Sen. Petersen chimed in, asking how policymakers and schools can help ensure new educators have the training and mentorship experiences they need. Edina High School’s Jackie Roehl, 2012 Teacher of the Year, offered that one-on-one mentorships and greater peer learning opportunities could help all teachers meet their potential.

2002 Teacher of the Year Barb Stoflet (Hopkins) and 2007 Teacher of the Year Michael Smart (Intermediate District 287, Plymouth) shifted gears to discuss the need for innovative solutions in teaching at-risk youth and students with disabilities. Smart made a case for technology as a supplement to traditional teaching styles, explaining that technology has helped him increase student learning and improve student-teacher relationships. In fact, Smart’s techniques have worked so well, technology-based programs replicating his methods are sprouting up throughout Minnesota.
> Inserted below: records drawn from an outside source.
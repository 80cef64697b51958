//! Block-based email templates
//!
//! An email template is a single template file made of named blocks. Each
//! logical field of an outgoing message (`recipient`, `sender`, `subject`,
//! ...) may be overridden by a block of the same name, and the message body
//! is always the `email` block:
//!
//! ```jinja
//! {% block recipient %}owner@example.com, sales@example.com{% endblock %}
//! {% block subject %}New message from {{ collected_fields.name.value }}{% endblock %}
//! {% block email %}
//! <p>{{ collected_fields.message.value }}</p>
//! {% endblock %}
//! ```
//!
//! The resolvers only see the narrow [`BlockTemplate`] and [`TemplateLoader`]
//! traits; [`MiniJinjaTemplates`] is the bundled implementation.

mod engine;

use std::collections::HashMap;

use serde::Serialize;
use thiserror::Error;

use crate::content::{CollectedFields, Content, SubmissionEvent};

pub use engine::MiniJinjaTemplates;

/// Errors that can occur when loading or rendering templates
#[derive(Debug, Error)]
pub enum TemplateError {
    /// Template was not found by the loader
    #[error("template not found: {0}")]
    NotFound(String),

    /// Template failed to parse or render
    #[error("template render error: {0}")]
    Render(#[from] minijinja::Error),
}

/// Variables available to every rendered block
#[derive(Debug, Clone, Serialize)]
pub struct TemplateVariables<'a> {
    /// The submission being processed
    pub event: &'a SubmissionEvent,

    /// Submitted values, keyed by field identifier
    pub collected_fields: &'a CollectedFields,

    /// Content item that owns the form
    pub content: &'a Content,

    /// Configured default variables, only passed to the body block
    #[serde(skip_serializing_if = "Option::is_none")]
    pub default_variables: Option<&'a HashMap<String, String>>,
}

impl<'a> TemplateVariables<'a> {
    /// Variables for a field block
    #[must_use]
    pub const fn new(event: &'a SubmissionEvent, content: &'a Content) -> Self {
        Self {
            event,
            collected_fields: &event.collected,
            content,
            default_variables: None,
        }
    }

    /// Add configured default variables
    #[must_use]
    pub fn with_default_variables(mut self, defaults: &'a HashMap<String, String>) -> Self {
        self.default_variables = Some(defaults);
        self
    }
}

/// A loaded template exposing independently renderable blocks
pub trait BlockTemplate: Send + Sync {
    /// Template name, as passed to the loader
    fn name(&self) -> &str;

    /// Whether the template declares a block with this name
    fn has_block(&self, block: &str) -> bool;

    /// Names of all blocks the template declares, in source order
    fn block_names(&self) -> Vec<String>;

    /// Render one block
    ///
    /// Callers check [`has_block`](Self::has_block) first.
    ///
    /// # Errors
    ///
    /// Returns `TemplateError::Render` if rendering fails
    fn render_block(
        &self,
        block: &str,
        variables: &TemplateVariables<'_>,
    ) -> Result<String, TemplateError>;
}

/// Loads templates by name
pub trait TemplateLoader: Send + Sync {
    /// Load a template
    ///
    /// # Errors
    ///
    /// Returns `TemplateError::NotFound` if no template has this name, or
    /// `TemplateError::Render` if it does not parse
    fn load(&self, name: &str) -> Result<Box<dyn BlockTemplate + '_>, TemplateError>;
}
“How can we use these methods and other solutions out there to close our achievement gaps?” asked Sen. Weber.

Stoflet admitted not to have a silver bullet to close Minnesota’s academic achievement gaps, but emphasized that teachers must move from the front of their classrooms to the center. And technology is one tool to help them do this. “If technology isn’t improving the relationship between teachers and students, then you’re doing it wrong,” Smart added. “Technology can reach the kids that need the most help, but unfortunately, according to a recent poll, 97 percent of teachers from underserved schools say that they lack access to meaningful technology for their classrooms.”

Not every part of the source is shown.